OK, technically in the above I've only talked about parameter-freely definable sets. But it's easy to fold parameters into the argument above.


This means that if $M\models$ PA is nonstandard, then while in reality there are subsets of $M$ which have no minimal element, no such subset of $M$ is definable in $M$. That is: a nonstandard model of PA is "internally" well-founded, but "externally" ill-founded.

To get a sense of how the external-versus-internal distinction behaves, it might be easier to first consider a toy example. Let $\Sigma$ be the language consisting of a single unary function symbol $succ$ (which we'll think of as "successor"), a single binary relation symbol $<$ (self-explanatory), and a single constant symbol $0$ (self-explanatory). Now consider the $\Sigma$-theory $T$ consisting of:

  • "$succ$ is successor:" $\forall x(x<succ(x))\wedge\forall x,y(\neg(x<y\wedge y<succ(x))) .$

  • The induction scheme: for each formula $\varphi(x)$ in the language $\Sigma$, we have the axiom $$\varphi(0)\wedge\forall x[\varphi(x)\implies\varphi(succ(x))]\implies\forall x(\varphi(x)).$$ It's easy to show that there is a model $M$ of $T$ which "looks like $\mathbb{N}+\mathbb{Z}$" - concretely, one example of such a model is the following:

  • The domain of $M$ is all the integers except the negative even integers.

  • $<^M$ is given by: $$0<2<4<6<...\quad ...<-5<-3<-1<1<3<5<...,$$ and $succ^M$ is the successor operation with respect tot his ordering. The even nonnegative integers form the "$\mathbb{N}$-part" of $M$, and the odd integers form the "$\mathbb{Z}$-part" of $M$.

  • It is not trivial, but not hard either, to show $M\models T$. As a consequence, analogously to the argument above for PA every nonempty definable subset of $M$ has a minimal element.
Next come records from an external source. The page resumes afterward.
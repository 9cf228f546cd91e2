use super::{parse_column, CrmStore};
use crate::{
    call_outcome::{CallFollowUp, CallRecord, FollowUpAction, NewCallRecord},
    error::{CrmError, CrmResult},
    types::{CallRecordId, CustomerId, FollowUpActionId},
};
use chrono::{NaiveDate, NaiveDateTime};
use rusqlite::{params, OptionalExtension, Row};

const CALL_COLUMNS: &str = "
    id, customer_id, caller, call_date, call_result, interest_type,
    customer_attitude, notes, follow_up_date, requires_follow_up,
    follow_up_completed, follow_up_notes, parent_call_id, is_converted,
    is_deleted, deleted_at, deleted_by";

fn call_from_row(row: &Row<'_>) -> rusqlite::Result<CallRecord> {
    let interest: Option<String> = row.get(5)?;
    let attitude: Option<String> = row.get(6)?;
    Ok(CallRecord {
        id:                  row.get(0)?,
        customer_id:         row.get(1)?,
        caller:              row.get(2)?,
        call_date:           row.get(3)?,
        call_result:         parse_column(4, row.get(4)?)?,
        interest_type:       interest.map(|s| parse_column(5, s)).transpose()?,
        customer_attitude:   attitude.map(|s| parse_column(6, s)).transpose()?,
        notes:               row.get(7)?,
        follow_up_date:      row.get(8)?,
        requires_follow_up:  row.get(9)?,
        follow_up_completed: row.get(10)?,
        follow_up_notes:     row.get(11)?,
        parent_call_id:      row.get(12)?,
        is_converted:        row.get(13)?,
        is_deleted:          row.get(14)?,
        deleted_at:          row.get(15)?,
        deleted_by:          row.get(16)?,
    })
}

impl CrmStore {
    // ── Call records ──────────────────────────────────────────────

    pub fn insert_call_record(
        &self,
        call: &NewCallRecord,
        caller: &str,
        call_date: NaiveDateTime,
    ) -> CrmResult<CallRecordId> {
        self.conn.execute(
            "INSERT INTO call_record (
                customer_id, caller, call_date, call_result, interest_type,
                customer_attitude, notes, follow_up_date, requires_follow_up,
                follow_up_notes, parent_call_id, is_converted
            ) VALUES (?1, ?2, ?3, ?4, ?5, ?6, ?7, ?8, ?9, ?10, ?11, ?12)",
            params![
                call.customer_id,
                caller,
                call_date,
                call.call_result.as_str(),
                call.interest_type.map(|i| i.as_str()),
                call.customer_attitude.map(|a| a.as_str()),
                &call.notes,
                call.follow_up_date,
                call.requires_follow_up,
                &call.follow_up_notes,
                call.parent_call_id,
                call.is_converted,
            ],
        )?;
        Ok(self.conn.last_insert_rowid())
    }

    pub fn get_call_record(&self, id: CallRecordId) -> CrmResult<CallRecord> {
        let sql = format!("SELECT {CALL_COLUMNS} FROM call_record WHERE id = ?1");
        self.conn
            .query_row(&sql, params![id], call_from_row)
            .optional()?
            .ok_or(CrmError::CallRecordNotFound { id })
    }

    pub fn calls_for_customer(&self, customer_id: CustomerId) -> CrmResult<Vec<CallRecord>> {
        let sql = format!(
            "SELECT {CALL_COLUMNS} FROM call_record
             WHERE customer_id = ?1 AND is_deleted = 0
             ORDER BY call_date DESC, id DESC"
        );
        let mut stmt = self.conn.prepare(&sql)?;
        let rows = stmt.query_map(params![customer_id], call_from_row)?;
        rows.collect::<Result<Vec<_>, _>>().map_err(Into::into)
    }

    /// Open follow-ups of a customer, excluding `except` (the call that is
    /// answering them).
    pub fn open_follow_ups(
        &self,
        customer_id: CustomerId,
        except: CallRecordId,
    ) -> CrmResult<Vec<CallRecordId>> {
        let mut stmt = self.conn.prepare(
            "SELECT id FROM call_record
             WHERE customer_id = ?1 AND requires_follow_up = 1
               AND follow_up_completed = 0 AND is_deleted = 0 AND id != ?2
             ORDER BY id ASC",
        )?;
        let ids = stmt
            .query_map(params![customer_id, except], |row| row.get(0))?
            .collect::<Result<Vec<_>, _>>()?;
        Ok(ids)
    }

    pub fn mark_follow_up_completed(&self, id: CallRecordId) -> CrmResult<()> {
        let updated = self.conn.execute(
            "UPDATE call_record SET follow_up_completed = 1 WHERE id = ?1",
            params![id],
        )?;
        if updated == 0 {
            return Err(CrmError::CallRecordNotFound { id });
        }
        Ok(())
    }

    /// Parents that still await follow-up although a live child call exists.
    pub fn parents_with_open_follow_up_and_child(&self) -> CrmResult<Vec<CallRecordId>> {
        let mut stmt = self.conn.prepare(
            "SELECT DISTINCT p.id
             FROM call_record c
             JOIN call_record p ON c.parent_call_id = p.id
             WHERE c.is_deleted = 0
               AND p.requires_follow_up = 1 AND p.follow_up_completed = 0
             ORDER BY p.id ASC",
        )?;
        let ids = stmt
            .query_map([], |row| row.get(0))?
            .collect::<Result<Vec<_>, _>>()?;
        Ok(ids)
    }

    /// (calls requiring follow-up, of which completed), ignoring deleted calls.
    pub fn follow_up_totals(&self) -> CrmResult<(i64, i64)> {
        let totals = self.conn.query_row(
            "SELECT COUNT(*), COALESCE(SUM(follow_up_completed), 0)
             FROM call_record
             WHERE requires_follow_up = 1 AND is_deleted = 0",
            [],
            |row| Ok((row.get(0)?, row.get(1)?)),
        )?;
        Ok(totals)
    }

    pub fn soft_delete_call_record(
        &self,
        id: CallRecordId,
        deleted_by: &str,
        now: NaiveDateTime,
    ) -> CrmResult<()> {
        let updated = self.conn.execute(
            "UPDATE call_record SET is_deleted = 1, deleted_at = ?1, deleted_by = ?2
             WHERE id = ?3 AND is_deleted = 0",
            params![now, deleted_by, id],
        )?;
        if updated == 0 {
            return Err(CrmError::CallRecordNotFound { id });
        }
        Ok(())
    }

    /// Live calls placed on `day`, optionally only connected ones.
    pub fn call_count_on(&self, day: NaiveDate, connected_only: bool) -> CrmResult<i64> {
        let count: i64 = self.conn.query_row(
            "SELECT COUNT(*) FROM call_record
             WHERE is_deleted = 0 AND date(call_date) = ?1
               AND (?2 = 0 OR call_result = 'connected')",
            params![day, connected_only],
            |row| row.get(0),
        )?;
        Ok(count)
    }

    /// Distinct customers with a live call on `day`.
    pub fn customers_called_on(&self, day: NaiveDate) -> CrmResult<i64> {
        let count: i64 = self.conn.query_row(
            "SELECT COUNT(DISTINCT customer_id) FROM call_record
             WHERE is_deleted = 0 AND date(call_date) = ?1",
            params![day],
            |row| row.get(0),
        )?;
        Ok(count)
    }

    /// Uncompleted follow-ups scheduled for exactly `day`.
    pub fn follow_ups_due_on(&self, day: NaiveDate) -> CrmResult<i64> {
        let count: i64 = self.conn.query_row(
            "SELECT COUNT(*) FROM call_record
             WHERE is_deleted = 0 AND follow_up_completed = 0 AND follow_up_date = ?1",
            params![day],
            |row| row.get(0),
        )?;
        Ok(count)
    }

    /// Required follow-ups still open after their scheduled date.
    pub fn overdue_follow_ups(&self, today: NaiveDate) -> CrmResult<i64> {
        let count: i64 = self.conn.query_row(
            "SELECT COUNT(*) FROM call_record
             WHERE is_deleted = 0 AND requires_follow_up = 1
               AND follow_up_completed = 0 AND follow_up_date < ?1",
            params![today],
            |row| row.get(0),
        )?;
        Ok(count)
    }

    /// Live calls on `day` that answer an earlier call.
    pub fn follow_up_calls_on(&self, day: NaiveDate) -> CrmResult<i64> {
        let count: i64 = self.conn.query_row(
            "SELECT COUNT(*) FROM call_record
             WHERE is_deleted = 0 AND parent_call_id IS NOT NULL AND date(call_date) = ?1",
            params![day],
            |row| row.get(0),
        )?;
        Ok(count)
    }

    /// Live calls placed by `caller` on `day`.
    pub fn call_count_by_caller_on(&self, caller: &str, day: NaiveDate) -> CrmResult<i64> {
        let count: i64 = self.conn.query_row(
            "SELECT COUNT(*) FROM call_record
             WHERE is_deleted = 0 AND caller = ?1 AND date(call_date) = ?2",
            params![caller, day],
            |row| row.get(0),
        )?;
        Ok(count)
    }

    // ── Follow-up actions ─────────────────────────────────────────

    pub fn insert_follow_up_action(
        &self,
        call_id: CallRecordId,
        action: &FollowUpAction,
        created_by: &str,
        now: NaiveDateTime,
    ) -> CrmResult<FollowUpActionId> {
        self.conn.execute(
            "INSERT INTO call_follow_up (
                call_record_id, created_by, created_at, action_type, notes, scheduled_date
            ) VALUES (?1, ?2, ?3, ?4, ?5, ?6)",
            params![
                call_id,
                created_by,
                now,
                action.action_type.map(|a| a.as_str()),
                &action.notes,
                action.scheduled_date,
            ],
        )?;
        Ok(self.conn.last_insert_rowid())
    }

    /// Logged actions of one call, oldest first.
    pub fn follow_up_actions_for_call(&self, call_id: CallRecordId) -> CrmResult<Vec<CallFollowUp>> {
        let mut stmt = self.conn.prepare(
            "SELECT id, call_record_id, created_by, created_at, action_type, notes, scheduled_date
             FROM call_follow_up WHERE call_record_id = ?1
             ORDER BY created_at ASC, id ASC",
        )?;
        let rows = stmt.query_map(params![call_id], |row| {
            let action: Option<String> = row.get(4)?;
            Ok(CallFollowUp {
                id:             row.get(0)?,
                call_id:        row.get(1)?,
                created_by:     row.get(2)?,
                created_at:     row.get(3)?,
                action_type:    action.map(|s| parse_column(4, s)).transpose()?,
                notes:          row.get(5)?,
                scheduled_date: row.get(6)?,
            })
        })?;
        rows.collect::<Result<Vec<_>, _>>().map_err(Into::into)
    }

    pub fn pending_follow_up_count(&self) -> CrmResult<i64> {
        let (total, completed) = self.follow_up_totals()?;
        Ok(total - completed)
    }
}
  • However, clearly $M$ has external subsets with no minimal element - e.g. the "$\mathbb{Z}$-part." And the key point is that such external sets need not be hard to describe. There's nothing "absolutely" mysterious about these non-internally-definable sets without minimal elements; they're just mysterious from the point of view of the model itself.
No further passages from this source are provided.